I started by adding 1 tbsp borax and 1 tsp lye to a liter of water, as recommended by Patrick. I added 2 tbsps ascorbate to that, twice as much as I've used before. In terms of concentration, that's a pretty strong developer!

The large amount of ascorbate solved the problem of aerial exhaustion. The developer now lasted hours and hours in the tray. It also gave a very good maximum black, even without phenidone.

However, there was another problem: image density depended on the time in the developer. Unlike a proper developer, the prints got darker and contrastier with time, even after the shadows reached maximum density. In other words, I had to time the prints in the bath.
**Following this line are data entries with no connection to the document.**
use std::sync::Arc;
use std::time::Duration;

use async_trait::async_trait;
use serde_json::Value;
use tokio::sync::broadcast;
use tokio::task::JoinHandle;

use super::pending::PendingRequests;
use super::protocol::{BridgeResponse, ExtensionMessage, WalletOperation, RESPONSE_SOURCE};
use crate::error::BridgeError;

/// The page window as seen from the content script.
#[async_trait]
pub trait PageContext: Send + Sync {
    /// Posts to the window. Every window listener sees the message.
    fn post_message(&self, message: Value);

    fn agent_present(&self) -> bool;

    /// Loads the bridge agent into the page.
    async fn inject_agent(&self) -> Result<(), String>;
}

/// Content-script side of the bridge: forwards operations from the
/// extension onto the window and waits for the agent's answer.
pub struct ContentRelay {
    page: Arc<dyn PageContext>,
    pending: PendingRequests,
    agent_load_timeout: Duration,
}

impl ContentRelay {
    pub fn new(page: Arc<dyn PageContext>, agent_load_timeout: Duration) -> Self {
        Self {
            page,
            pending: PendingRequests::new(),
            agent_load_timeout,
        }
    }

    pub async fn forward(&self, operation: WalletOperation) -> BridgeResponse {
        let request = operation.request;
        let id = request.request_id;
        let action = request.action.name();

        if !self.page.agent_present() {
            log::info!("[Content] Injecting wallet bridge agent");
            match tokio::time::timeout(self.agent_load_timeout, self.page.inject_agent()).await {
                Ok(Ok(())) => {}
                Ok(Err(e)) => {
                    log::error!("[Content] Agent injection failed: {}", e);
                    return BridgeResponse::err(id, &BridgeError::InjectionFailed(e));
                }
                Err(_) => log::warn!(
                    "[Content] Agent did not report loaded within {:?}, posting anyway",
                    self.agent_load_timeout
                ),
            }
        }

        let message = match serde_json::to_value(&request) {
            Ok(message) => message,
            Err(e) => {
                return BridgeResponse::err(id, &BridgeError::InvalidRequest(e.to_string()));
            }
        };

        let waiter = self.pending.register(id);
        self.page.post_message(message);
        log::debug!("[Content] Posted {} ({}), waiting {}ms", action, id, operation.timeout_ms);

        match tokio::time::timeout(Duration::from_millis(operation.timeout_ms), waiter).await {
            Ok(Ok(response)) => response,
            Ok(Err(_)) => {
                // Waiter replaced by a second registration of the same id
                BridgeResponse::err(
                    id,
                    &BridgeError::InvalidRequest(format!("request {} was superseded", id)),
                )
            }
            Err(_) => {
                log::warn!("[Content] {} ({}) timed out", action, id);
                BridgeResponse::err(
                    id,
                    &BridgeError::BridgeTimeout {
                        action: action.to_string(),
                        after_ms: operation.timeout_ms,
                    },
                )
            }
        }
    }

    /// Window listener. Returns true when the message resolved a waiter.
    pub fn on_window_message(&self, message: &Value) -> bool {
        if message.get("source").and_then(Value::as_str) != Some(RESPONSE_SOURCE) {
            return false;
        }
        match serde_json::from_value::<BridgeResponse>(message.clone()) {
            Ok(response) => self.pending.resolve(response),
            Err(e) => {
                log::warn!("[Content] Dropping malformed response: {}", e);
                false
            }
        }
    }

    /// Extension message listener. `None` for messages meant for someone
    /// else.
    pub async fn on_extension_message(&self, message: Value) -> Option<BridgeResponse> {
        match serde_json::from_value::<ExtensionMessage>(message) {
            Ok(ExtensionMessage::WalletOperation(operation)) => Some(self.forward(operation).await),
            Err(_) => None,
        }
    }

    pub fn listen(self: Arc<Self>, mut window: broadcast::Receiver<Value>) -> JoinHandle<()> {
        tokio::spawn(async move {
            loop {
                match window.recv().await {
                    Ok(message) => {
                        self.on_window_message(&message);
                    }
                    Err(broadcast::error::RecvError::Lagged(skipped)) => {
                        log::warn!("[Content] Window listener lagged, {} messages dropped", skipped);
                    }
                    Err(broadcast::error::RecvError::Closed) => break,
                }
            }
        })
    }

    pub fn pending_count(&self) -> usize {
        self.pending.len()
    }
}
Disappointed! After observing that ascorbate and carbonate developed paper without phenidone, I had the ambition to make a good two-component developer. But time-dependent development isn't acceptable.

So I gave up the two-component idea. For the next batch, I added phenidone (8 ml of 0.8% solution) and 1.5 tsp bromide. That fixed the timing problem.

After about 4 hours, the phenidone was exhausted, which meant that the highlights took more time to appear and contrast crept up. Adding another 4 ml of solution fixed the problem.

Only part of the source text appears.